Пальма первенства досталась Бьяншону, прогнусавившему:
— Зонтики продаем! Зонтики!
В несколько мгновений поднялся оглушительный гам; несли всякий вздор и паясничали; Вотрен управлял этой шутовской оперой, как дирижер, наблюдая все время за Эженом и папашей Горио, которые, казалось, уже опьянели. Откинувшись на спинки стульев, оба они со степенным видом созерцали этот непривычный кутеж, но пили мало; оба были озабочены тем, что им предстояло сделать в этот вечер, и не имели сил подняться. Вотрен искоса поглядывал на них, следя за менявшимся выражением их лиц; улучив минуту, когда глаза у того и другого стали слипаться, он наклонился к Растиньяку и сказал ему на ухо:
— Мой милый мальчик, вам не перехитрить дядюшки Вотрена, и он вас слишком любит, чтобы позволить вам делать глупости. Когда я на что-нибудь решусь, один лишь боженька может преградить мне дорогу. Ага! Вы хотели предупредить старика Тайфера, хотели наглупить, как школьник! Печь истоплена, опара подошла, хлеб на лопате; завтра мы будем его уплетать за обе щеки; неужели вы хотели помешать посадить его в печь? Нет, нет! Хлеб будет испечен, а коли вас немножко беспокоит совесть, то желудок переварит все. Пока вы будете почивать, полковник граф Франкессини острием своей шпаги откроет вам путь к наследству Мишеля Тайфера. После брата Викторине достанется пятнадцать тысчонок ренты. Я уже навел справки и знаю, что материнское наследство превышает триста тысяч франков…
Эжен слышал эти слова, но не в состоянии был ответить. Язык его словно прилип к гортани, и непреодолимая дрема овладевала им; стол и лица сотрапезников мелькали перед ним, будто в лучезарном тумане. Вскоре шум затих. Столовники один за другим разошлись. Потом, когда в комнате остались госпожа Воке, госпожа Кутюр, мадемуазель Викторина, Вотрен и только папаша Горио, Растиньяк заметил, точно во сне, как госпожа Воке стала собирать бутылки и сливать остатки вина в одну.
— Эх! Молодо-зелено! — приговаривала вдова.
То была последняя фраза, которую мог разобрать Эжен.
— Один только господин Вотрен способен так чудить! — заметила Сильвия. — Смотрите, Кристоф гудит, как кубарь.
— Прощайте, мамаша, — сказал Вотрен. — Я пойду на бульвар, посмотрю господина Марти в «Дикой горе» — это большая пьеса, переделка «Отшельника»… Если угодно, я провожу туда вас вместе с прочими дамами?

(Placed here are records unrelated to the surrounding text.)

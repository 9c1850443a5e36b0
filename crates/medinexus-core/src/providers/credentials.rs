//! API credential resolution
//!
//! All credential sources are consulted in one place, in a fixed order,
//! the first time a gateway needs a key. The outcome is cached for the
//! lifetime of the resolver.

use std::sync::OnceLock;
use tracing::{info, warn};

/// Environment variables consulted after the config value, in order
pub const CREDENTIAL_ENV_VARS: &[&str] = &["API_KEY", "GEMINI_API_KEY", "GOOGLE_AI_API_KEY"];

type EnvLookup = Box<dyn Fn(&str) -> Option<String> + Send + Sync>;

/// An API key. `Debug` never prints the secret.
#[derive(Clone, PartialEq, Eq)]
pub struct ApiKey(String);

impl ApiKey {
    pub fn new(key: impl Into<String>) -> Self {
        Self(key.into())
    }

    pub fn expose(&self) -> &str {
        &self.0
    }
}

impl std::fmt::Debug for ApiKey {
    fn fmt(&self, f: &mut std::fmt::Formatter<'_>) -> std::fmt::Result {
        f.debug_tuple("ApiKey").field(&mask_secret(&self.0)).finish()
    }
}

/// Where a resolved key came from
#[derive(Debug, Clone, Copy, PartialEq, Eq)]
pub enum CredentialSource {
    Config,
    Env(&'static str),
}

impl std::fmt::Display for CredentialSource {
    fn fmt(&self, f: &mut std::fmt::Formatter<'_>) -> std::fmt::Result {
        match self {
            Self::Config => write!(f, "config file"),
            Self::Env(name) => write!(f, "${}", name),
        }
    }
}

/// Resolve a key: the configured value first, then [`CREDENTIAL_ENV_VARS`].
///
/// Blank values and unexpanded `${VAR}` placeholders are skipped.
pub fn resolve_credential(
    configured: Option<&str>,
    env: impl Fn(&str) -> Option<String>,
) -> Option<(ApiKey, CredentialSource)> {
    if let Some(value) = configured.and_then(usable) {
        return Some((ApiKey::new(value), CredentialSource::Config));
    }
    CREDENTIAL_ENV_VARS.iter().copied().find_map(|name| {
        env(name)
            .as_deref()
            .and_then(usable)
            .map(|value| (ApiKey::new(value), CredentialSource::Env(name)))
    })
}

fn usable(value: &str) -> Option<&str> {
    let value = value.trim();
    if value.is_empty() || value.contains("${") {
        None
    } else {
        Some(value)
    }
}

/// Lazily resolves the API key exactly once
pub struct CredentialResolver {
    configured: Option<String>,
    env: EnvLookup,
    resolved: OnceLock<Option<ApiKey>>,
}

impl std::fmt::Debug for CredentialResolver {
    fn fmt(&self, f: &mut std::fmt::Formatter<'_>) -> std::fmt::Result {
        f.debug_struct("CredentialResolver")
            .field(
                "configured",
                &self.configured.as_deref().map(mask_secret),
            )
            .field("resolved", &self.resolved.get().map(Option::is_some))
            .finish()
    }
}

impl CredentialResolver {
    /// Resolver over the process environment
    pub fn from_env(configured: Option<String>) -> Self {
        Self::with_env_lookup(configured, |name| std::env::var(name).ok())
    }

    /// Resolver with a custom environment lookup
    pub fn with_env_lookup(
        configured: Option<String>,
        env: impl Fn(&str) -> Option<String> + Send + Sync + 'static,
    ) -> Self {
        Self {
            configured,
            env: Box::new(env),
            resolved: OnceLock::new(),
        }
    }

    /// Resolver that always yields `key`
    pub fn fixed(key: impl Into<String>) -> Self {
        Self::with_env_lookup(Some(key.into()), |_| None)
    }

    /// Resolver that never finds a key
    pub fn none() -> Self {
        Self::with_env_lookup(None, |_| None)
    }

    /// The key, resolving it on first use
    pub fn get(&self) -> Option<&ApiKey> {
        self.resolved
            .get_or_init(|| {
                match resolve_credential(self.configured.as_deref(), &self.env) {
                    Some((key, source)) => {
                        info!("API credential resolved from {}", source);
                        Some(key)
                    }
                    None => {
                        warn!(
                            "No API credential found (checked config and {})",
                            CREDENTIAL_ENV_VARS.join(", ")
                        );
                        None
                    }
                }
            })
            .as_ref()
    }
}

/// Mask a secret string for safe display in Debug output / logs.
/// Shows first 3 and last 4 chars for keys longer than 7 chars, otherwise "***".
pub fn mask_secret(s: &str) -> String {
    if s.is_empty() {
        return "(empty)".to_string();
    }
    let chars: Vec<char> = s.chars().collect();
    if chars.len() > 7 {
        let prefix: String = chars[..3].iter().collect();
        let suffix: String = chars[chars.len() - 4..].iter().collect();
        format!("{}...{}", prefix, suffix)
    } else {
        "***".to_string()
    }
}

#[cfg(test)]
mod tests {
    use super::*;
    use std::collections::HashMap;
    use std::sync::Arc;
    use std::sync::atomic::{AtomicUsize, Ordering};

    fn env_of(pairs: &'static [(&'static str, &'static str)]) -> impl Fn(&str) -> Option<String> {
        let map: HashMap<String, String> = pairs
            .iter()
            .map(|(k, v)| (k.to_string(), v.to_string()))
            .collect();
        move |name: &str| map.get(name).cloned()
    }

    #[test]
    fn test_config_value_wins() {
        let env = env_of(&[("API_KEY", "from-env")]);
        let (key, source) = resolve_credential(Some("from-config"), env).unwrap();
        assert_eq!(key.expose(), "from-config");
        assert_eq!(source, CredentialSource::Config);
    }

    #[test]
    fn test_env_precedence() {
        let env = env_of(&[("GOOGLE_AI_API_KEY", "third"), ("GEMINI_API_KEY", "second")]);
        let (key, source) = resolve_credential(None, env).unwrap();
        assert_eq!(key.expose(), "second");
        assert_eq!(source, CredentialSource::Env("GEMINI_API_KEY"));
    }

    #[test]
    fn test_placeholder_and_blank_are_skipped() {
        let env = env_of(&[("API_KEY", "   "), ("GOOGLE_AI_API_KEY", "real")]);
        let (key, source) = resolve_credential(Some("${GEMINI_API_KEY}"), env).unwrap();
        assert_eq!(key.expose(), "real");
        assert_eq!(source, CredentialSource::Env("GOOGLE_AI_API_KEY"));
    }

    #[test]
    fn test_nothing_found() {
        assert!(resolve_credential(Some(""), env_of(&[])).is_none());
    }

    #[test]
    fn test_resolver_consults_sources_once() {
        let lookups = Arc::new(AtomicUsize::new(0));
        let counter = lookups.clone();
        let resolver = CredentialResolver::with_env_lookup(None, move |_| {
            counter.fetch_add(1, Ordering::SeqCst);
            None
        });
        assert!(resolver.get().is_none());
        let after_first = lookups.load(Ordering::SeqCst);
        assert_eq!(after_first, CREDENTIAL_ENV_VARS.len());
        assert!(resolver.get().is_none());
        assert_eq!(lookups.load(Ordering::SeqCst), after_first);
    }

    #[test]
    fn test_fixed_and_none() {
        assert_eq!(CredentialResolver::fixed("abc").get().unwrap().expose(), "abc");
        assert!(CredentialResolver::none().get().is_none());
    }

    #[test]
    fn test_debug_hides_key() {
        let key = ApiKey::new("AIza-very-secret-key");
        let debug = format!("{:?}", key);
        assert!(!debug.contains("very-secret"));
        let resolver = CredentialResolver::fixed("AIza-very-secret-key");
        assert!(!format!("{:?}", resolver).contains("very-secret"));
    }

    #[test]
    fn test_mask_secret() {
        assert_eq!(mask_secret(""), "(empty)");
        assert_eq!(mask_secret("short"), "***");
        assert_eq!(mask_secret("AIzaSyABCDEF1234"), "AIz...1234");
    }
}
//! LLM gateway abstraction layer
//!
//! A gateway issues one "generate" call against a backend and hides
//! transport and authentication. [`GeminiGateway`] is the production
//! implementation; credentials are resolved lazily through
//! [`CredentialResolver`].

pub mod credentials;
pub mod google;
pub mod types;

pub use credentials::{ApiKey, CredentialResolver, CredentialSource, mask_secret, resolve_credential};
pub use google::{GeminiConfig, GeminiGateway};
pub use types::{
    ContentRole, ContentTurn, GatewayTool, GenerateOptions, Generation, GroundingReference,
    LlmGateway,
};
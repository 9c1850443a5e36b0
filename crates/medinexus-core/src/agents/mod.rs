//! Agent personas - identifiers, profiles, and the registry that holds them
//!
//! One hub agent routes requests; four specialists answer them. The table
//! is fixed at startup and never mutated afterwards.

pub mod profile;
pub mod registry;

pub use profile::{AgentId, AgentProfile, ToolKind, UnknownAgentId};
pub use registry::AgentRegistry;
//! Specialist dispatch
//!
//! Builds a bounded context from the transcript, enables the tools the
//! chosen specialist is permitted, makes one free-text generation call and
//! picks at most one citation from the grounding metadata.

use std::sync::Arc;

use async_trait::async_trait;
use tracing::{debug, info, warn};
use url::Url;

use crate::agents::{AgentId, AgentRegistry};
use crate::error::{ConfigurationError, GatewayError};
use crate::providers::{ContentTurn, GenerateOptions, GroundingReference, LlmGateway};
use crate::types::{ConversationTurn, GenerationResult, TurnRole};

/// Reply used when the specialist call fails
pub const UNAVAILABLE_TEXT: &str =
    "A system error occurred. The agent is currently unavailable.";

/// Reply used when the specialist answers with no text
pub const EMPTY_REPLY_TEXT: &str =
    "I'm sorry, I'm unable to process your request at the moment.";

/// Anything that can produce a specialist answer
#[async_trait]
pub trait SpecialistResponder: Send + Sync {
    /// Answer `utterance` as `agent`, given the prior `history`.
    ///
    /// Only configuration failures are returned as errors.
    async fn respond(
        &self,
        agent: AgentId,
        history: &[ConversationTurn],
        utterance: &str,
    ) -> Result<GenerationResult, ConfigurationError>;
}

/// Configuration for the dispatcher
#[derive(Debug, Clone)]
pub struct DispatcherConfig {
    /// Number of prior conversational turns sent with each request
    pub history_window: usize,
    /// Sampling temperature; `None` leaves the backend default
    pub temperature: Option<f32>,
}

impl Default for DispatcherConfig {
    fn default() -> Self {
        Self {
            history_window: 6,
            temperature: None,
        }
    }
}

/// LLM-backed specialist dispatcher
pub struct Dispatcher {
    registry: Arc<AgentRegistry>,
    gateway: Arc<dyn LlmGateway>,
    config: DispatcherConfig,
}

impl Dispatcher {
    pub fn new(registry: Arc<AgentRegistry>, gateway: Arc<dyn LlmGateway>) -> Self {
        Self {
            registry,
            gateway,
            config: DispatcherConfig::default(),
        }
    }

    pub fn with_config(mut self, config: DispatcherConfig) -> Self {
        self.config = config;
        self
    }

    /// Last `history_window` conversational turns, then the new utterance.
    ///
    /// System notices are dropped before windowing; assistant turns map to
    /// the model role and everything else to the user role.
    fn build_context(&self, history: &[ConversationTurn], utterance: &str) -> Vec<ContentTurn> {
        let conversational: Vec<&ConversationTurn> =
            history.iter().filter(|t| t.is_conversational()).collect();
        let start = conversational
            .len()
            .saturating_sub(self.config.history_window);

        let mut content: Vec<ContentTurn> = conversational[start..]
            .iter()
            .map(|turn| match turn.role {
                TurnRole::Assistant => ContentTurn::model(turn.text.as_str()),
                _ => ContentTurn::user(turn.text.as_str()),
            })
            .collect();
        content.push(ContentTurn::user(utterance));
        content
    }
}

/// First reference exposing a URL, if any
fn select_citation(grounding: &[GroundingReference]) -> Option<Url> {
    grounding.iter().find_map(GroundingReference::url).cloned()
}

#[async_trait]
impl SpecialistResponder for Dispatcher {
    async fn respond(
        &self,
        agent: AgentId,
        history: &[ConversationTurn],
        utterance: &str,
    ) -> Result<GenerationResult, ConfigurationError> {
        let profile = self.registry.lookup(agent);
        let content = self.build_context(history, utterance);

        let mut options = GenerateOptions::default().with_tools(profile.gateway_tools());
        options.temperature = self.config.temperature;

        debug!(
            "Dispatching to {} with {} content turns, tools={:?}",
            agent,
            content.len(),
            options.tools
        );

        match self
            .gateway
            .generate(&profile.instruction, &content, &options)
            .await
        {
            Ok(generation) => {
                let citation = select_citation(&generation.grounding);
                let text = if generation.text.trim().is_empty() {
                    warn!("{} returned an empty answer", agent);
                    EMPTY_REPLY_TEXT.to_string()
                } else {
                    generation.text
                };
                info!(
                    "{} answered ({} chars, citation: {})",
                    agent,
                    text.len(),
                    citation.as_ref().map_or("none", Url::as_str)
                );
                Ok(GenerationResult { text, citation })
            }
            Err(GatewayError::MissingCredential) => Err(ConfigurationError::MissingCredential),
            Err(e) => {
                warn!("Specialist {} unavailable: {}", agent, e);
                Ok(GenerationResult {
                    text: UNAVAILABLE_TEXT.to_string(),
                    citation: None,
                })
            }
        }
    }
}
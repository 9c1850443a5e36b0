//! Shared types for medinexus-core

use chrono::{DateTime, Utc};
use serde::{Deserialize, Serialize};
use url::Url;

use crate::agents::AgentId;

/// Who a conversation turn came from
#[derive(Debug, Clone, Copy, PartialEq, Eq, Serialize, Deserialize)]
#[serde(rename_all = "kebab-case")]
pub enum TurnRole {
    User,
    Assistant,
    /// UI artifact of a delegation event, never sent to the backend
    SystemNotice,
}

impl std::fmt::Display for TurnRole {
    fn fmt(&self, f: &mut std::fmt::Formatter<'_>) -> std::fmt::Result {
        match self {
            Self::User => write!(f, "user"),
            Self::Assistant => write!(f, "assistant"),
            Self::SystemNotice => write!(f, "system-notice"),
        }
    }
}

/// One entry in the append-only transcript
#[derive(Debug, Clone, Serialize, Deserialize)]
pub struct ConversationTurn {
    pub id: String,
    pub role: TurnRole,
    pub text: String,
    #[serde(skip_serializing_if = "Option::is_none")]
    pub agent: Option<AgentId>,
    pub created_at: DateTime<Utc>,
    #[serde(skip_serializing_if = "Option::is_none")]
    pub citation: Option<Url>,
    /// Set on the reply produced when a turn failed on configuration
    #[serde(default)]
    pub is_error: bool,
}

impl ConversationTurn {
    fn new(role: TurnRole, text: impl Into<String>, agent: Option<AgentId>) -> Self {
        Self {
            id: uuid::Uuid::new_v4().to_string(),
            role,
            text: text.into(),
            agent,
            created_at: Utc::now(),
            citation: None,
            is_error: false,
        }
    }

    pub fn user(text: impl Into<String>) -> Self {
        Self::new(TurnRole::User, text, None)
    }

    pub fn assistant(agent: AgentId, text: impl Into<String>) -> Self {
        Self::new(TurnRole::Assistant, text, Some(agent))
    }

    pub fn notice(text: impl Into<String>) -> Self {
        Self::new(TurnRole::SystemNotice, text, None)
    }

    /// An attributed reply reporting a configuration failure
    pub fn configuration_error(agent: AgentId, text: impl Into<String>) -> Self {
        let mut turn = Self::assistant(agent, text);
        turn.is_error = true;
        turn
    }

    pub fn with_citation(mut self, citation: Option<Url>) -> Self {
        self.citation = citation;
        self
    }

    /// Whether this turn carries conversational content for the backend
    pub fn is_conversational(&self) -> bool {
        self.role != TurnRole::SystemNotice
    }
}

/// Where a request should go, and why
#[derive(Debug, Clone, PartialEq, Eq, Serialize, Deserialize)]
pub struct RoutingDecision {
    pub target: AgentId,
    /// For logs only; never shown to the user as an answer
    pub reasoning: String,
    /// True when the router could not classify and applied its default
    #[serde(default)]
    pub fallback: bool,
}

impl RoutingDecision {
    pub fn new(target: AgentId, reasoning: impl Into<String>) -> Self {
        Self {
            target,
            reasoning: reasoning.into(),
            fallback: false,
        }
    }

    pub fn fallback(target: AgentId, reasoning: impl Into<String>) -> Self {
        Self {
            target,
            reasoning: reasoning.into(),
            fallback: true,
        }
    }
}

/// A specialist's answer
#[derive(Debug, Clone, PartialEq, Eq, Serialize, Deserialize)]
pub struct GenerationResult {
    pub text: String,
    #[serde(skip_serializing_if = "Option::is_none")]
    pub citation: Option<Url>,
}

#[cfg(test)]
mod tests {
    use super::*;

    #[test]
    fn test_turn_role_display() {
        assert_eq!(TurnRole::User.to_string(), "user");
        assert_eq!(TurnRole::Assistant.to_string(), "assistant");
        assert_eq!(TurnRole::SystemNotice.to_string(), "system-notice");
    }

    #[test]
    fn test_turn_constructors() {
        let user = ConversationTurn::user("hello");
        assert_eq!(user.role, TurnRole::User);
        assert!(user.agent.is_none());
        assert!(user.is_conversational());

        let reply = ConversationTurn::assistant(AgentId::Billing, "hi");
        assert_eq!(reply.agent, Some(AgentId::Billing));
        assert!(!reply.is_error);

        let notice = ConversationTurn::notice("handing over");
        assert!(!notice.is_conversational());
    }

    #[test]
    fn test_turn_ids_unique() {
        let a = ConversationTurn::user("a");
        let b = ConversationTurn::user("a");
        assert_ne!(a.id, b.id);
    }

    #[test]
    fn test_configuration_error_turn_is_flagged() {
        let turn = ConversationTurn::configuration_error(AgentId::Navigator, "no key");
        assert_eq!(turn.role, TurnRole::Assistant);
        assert!(turn.is_error);
    }

    #[test]
    fn test_turn_serialization_skips_empty_fields() {
        let turn = ConversationTurn::notice("note");
        let json = serde_json::to_value(&turn).unwrap();
        assert_eq!(json["role"], "system-notice");
        assert!(json.get("agent").is_none());
        assert!(json.get("citation").is_none());
    }

    #[test]
    fn test_routing_decision_fallback_flag() {
        assert!(!RoutingDecision::new(AgentId::Billing, "invoice").fallback);
        assert!(RoutingDecision::fallback(AgentId::PatientInfo, "failed").fallback);
    }
}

— Нет, спасибо, — отозвалась госпожа Кутюр.
— Соседка! — воскликнула госпожа Воке. — Вы отказываетесь посмотреть переделку «Отшельника», произведения, написанного в подражание «Атала» Шатобриана? Мы с таким увлечением читали его, оно так красиво, что этим летом мы плакали под липами, как Магдалины Элодийские; не говорю уже о том, что это произведение нравственное и может быть назидательным для вашей барышни.